When a line in the entries contains the word "impl", copy that line in full.

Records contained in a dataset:
◇ ◇ ◇ ◇ ◇ ◇ ◇
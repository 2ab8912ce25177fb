/*!
Control loop: radar frames in, actuator values out.

Each target slot has its own pair of sliding windows for x and y. The
nearest smoothed target decides presence, distance and angle, which every
enabled channel maps through its own rate-limited mapper.
*/

use std::fmt;
use std::time::Duration;

use anyhow::Result;
use ld2450::codec::brightness_message;
use ld2450::protocol::{ANGLE_MAX, ANGLE_MIN, TARGET_SLOTS};
use ld2450::{
    linear_map, DataFrame, MapperConfig, RateLimitedMapper, Rest, SlidingWindowAverage,
    SupervisorHandle,
};
use tracing::{debug, info, warn};

use crate::config::{AppConfig, RadarConfig};

/// Output channel driven by the controller
#[derive(Debug, Clone, Copy, PartialEq, Eq)]
pub enum Channel {
    Brightness,
    Flower,
    Eye,
}

impl fmt::Display for Channel {
    fn fmt(&self, f: &mut fmt::Formatter<'_>) -> fmt::Result {
        let name = match self {
            Channel::Brightness => "brightness",
            Channel::Flower => "flower",
            Channel::Eye => "eye",
        };
        f.write_str(name)
    }
}

/// Hardware boundary for the output channels
pub trait Actuator {
    fn set(&mut self, channel: Channel, value: f64) -> Result<()>;
}

/// Actuator that only logs what it would drive
#[derive(Debug, Default)]
pub struct LoggingActuator {
    /// Brightness range to rescale onto the monitor's 0..100 DDC/CI scale
    ddc_range: Option<(f64, f64)>,
}

impl LoggingActuator {
    pub fn new(config: &AppConfig) -> Self {
        let ddc_range = config
            .brightness
            .as_ref()
            .filter(|b| b.ddc)
            .map(|b| (b.min, b.max));
        Self { ddc_range }
    }
}

impl Actuator for LoggingActuator {
    fn set(&mut self, channel: Channel, value: f64) -> Result<()> {
        debug!("{} -> {:.2}", channel, value);

        if let (Channel::Brightness, Some((min, max))) = (channel, self.ddc_range) {
            let percent = linear_map(value, min, max, 0.0, 100.0).round() as u8;
            debug!("DDC/CI block: {}", hex::encode(brightness_message(percent)));
        }
        Ok(())
    }
}

/// Channels enabled by the configuration, resolved once at startup
#[derive(Debug, Clone, Default)]
pub struct Capabilities {
    pub brightness: Option<RateLimitedMapper>,
    pub flower: Option<RateLimitedMapper>,
    pub eye: Option<RateLimitedMapper>,
}

impl Capabilities {
    pub fn from_config(config: &AppConfig) -> Result<Self> {
        let radar = &config.radar;
        let (dmin, dmax) = (radar.distance_min, radar.distance_max);

        let brightness = config
            .brightness
            .as_ref()
            .map(|b| {
                RateLimitedMapper::new(MapperConfig::inverted(dmin, dmax, b.min, b.max, b.delta))
            })
            .transpose()?;

        let flower = config
            .flower
            .as_ref()
            .map(|f| {
                let mapping = MapperConfig::direct(dmin, dmax, 0.0, 100.0, f.duty_cycle_delta);
                RateLimitedMapper::new(mapping)
            })
            .transpose()?;

        let eye = config
            .eye
            .as_ref()
            .map(|e| {
                let (lo, hi) = (e.x_min, e.x_max);
                let mapping = MapperConfig::direct(ANGLE_MIN, ANGLE_MAX, lo, hi, e.x_delta)
                    .with_rest(Rest::Hold)
                    .with_initial((e.x_min + e.x_max) / 2.0);
                RateLimitedMapper::new(mapping)
            })
            .transpose()?;

        Ok(Self {
            brightness,
            flower,
            eye,
        })
    }

    pub fn names(&self) -> Vec<&'static str> {
        let mut names = Vec::new();
        if self.brightness.is_some() {
            names.push("brightness");
        }
        if self.flower.is_some() {
            names.push("flower");
        }
        if self.eye.is_some() {
            names.push("eye");
        }
        names
    }

    pub fn is_empty(&self) -> bool {
        self.names().is_empty()
    }
}

/// What the controller concluded from one frame
#[derive(Debug, Clone, Copy, PartialEq)]
pub struct Observation {
    pub present: bool,
    /// Smoothed distance of the nearest target, `distance_max` when absent
    pub distance: f64,
    /// Smoothed angle of the nearest target; kept from the last sighting when absent
    pub angle: f64,
}

struct SlotWindows {
    x: SlidingWindowAverage,
    y: SlidingWindowAverage,
}

pub struct Controller<A: Actuator> {
    slots: Vec<SlotWindows>,
    distance_max: f64,
    capabilities: Capabilities,
    actuator: A,
    last: Observation,
    steps: u64,
}

impl<A: Actuator> Controller<A> {
    pub fn new(radar: &RadarConfig, capabilities: Capabilities, actuator: A) -> Result<Self> {
        let slots = (0..TARGET_SLOTS)
            .map(|_| -> Result<SlotWindows> {
                Ok(SlotWindows {
                    x: SlidingWindowAverage::new(radar.window_size)?,
                    y: SlidingWindowAverage::new(radar.window_size)?,
                })
            })
            .collect::<Result<Vec<_>>>()?;

        Ok(Self {
            slots,
            distance_max: radar.distance_max,
            capabilities,
            actuator,
            last: Observation {
                present: false,
                distance: radar.distance_max,
                angle: 0.0,
            },
            steps: 0,
        })
    }

    /// Poll frames until the supervisor is stopped
    pub fn run(&mut self, handle: &SupervisorHandle, poll_interval: Duration) {
        info!("🎛️ Control loop running ({})", self.capabilities.names().join(", "));

        while !handle.is_stopping() {
            match handle.poll(poll_interval) {
                Some(frame) => {
                    let obs = self.process(&frame);
                    if self.steps % 10 == 0 {
                        debug!(
                            "Q: {} | present: {} | D: {:7.1} | A: {:5.2}",
                            handle.queue_depth(),
                            obs.present,
                            obs.distance,
                            obs.angle
                        );
                    }
                }
                // Radar down: outputs relax toward their resting values
                None if !handle.is_active() => {
                    self.process_absent();
                }
                None => {}
            }
        }

        info!("Control loop finished after {} steps", self.steps);
    }

    /// Smooth the frame's targets and drive every channel once
    pub fn process(&mut self, frame: &DataFrame) -> Observation {
        let nearest = frame
            .targets
            .iter()
            .filter_map(|t| {
                let windows = self.slots.get_mut(t.slot as usize)?;
                let x = windows.x.add(t.x as f64);
                let y = windows.y.add(t.y as f64);
                Some((x.hypot(y), (x / y).atan()))
            })
            .min_by(|a, b| a.0.total_cmp(&b.0));

        let obs = match nearest {
            Some((distance, angle)) if distance < self.distance_max => Observation {
                present: true,
                distance,
                angle,
            },
            _ => self.absent(),
        };
        self.drive(obs);
        obs
    }

    /// Drive every channel as if nobody were in range
    pub fn process_absent(&mut self) -> Observation {
        let obs = self.absent();
        self.drive(obs);
        obs
    }

    pub fn actuator(&self) -> &A {
        &self.actuator
    }

    fn absent(&self) -> Observation {
        Observation {
            present: false,
            distance: self.distance_max,
            angle: self.last.angle,
        }
    }

    fn drive(&mut self, obs: Observation) {
        self.last = obs;
        self.steps += 1;

        let outputs = [
            (Channel::Brightness, self.capabilities.brightness.as_mut(), obs.distance),
            (Channel::Flower, self.capabilities.flower.as_mut(), obs.distance),
            (Channel::Eye, self.capabilities.eye.as_mut(), obs.angle),
        ];
        for (channel, mapper, input) in outputs {
            let Some(mapper) = mapper else { continue };
            let value = mapper.step(input, obs.present);
            if let Err(e) = self.actuator.set(channel, value) {
                warn!("⚠️ Failed to set {}: {:#}", channel, e);
            }
        }
    }
}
◇ ◇ ◇ ◇ ◇ ◇ ◇
→ **Written solution**
impl fmt::Display for Channel {
impl LoggingActuator {
impl Actuator for LoggingActuator {
impl Capabilities {
impl<A: Actuator> Controller<A> {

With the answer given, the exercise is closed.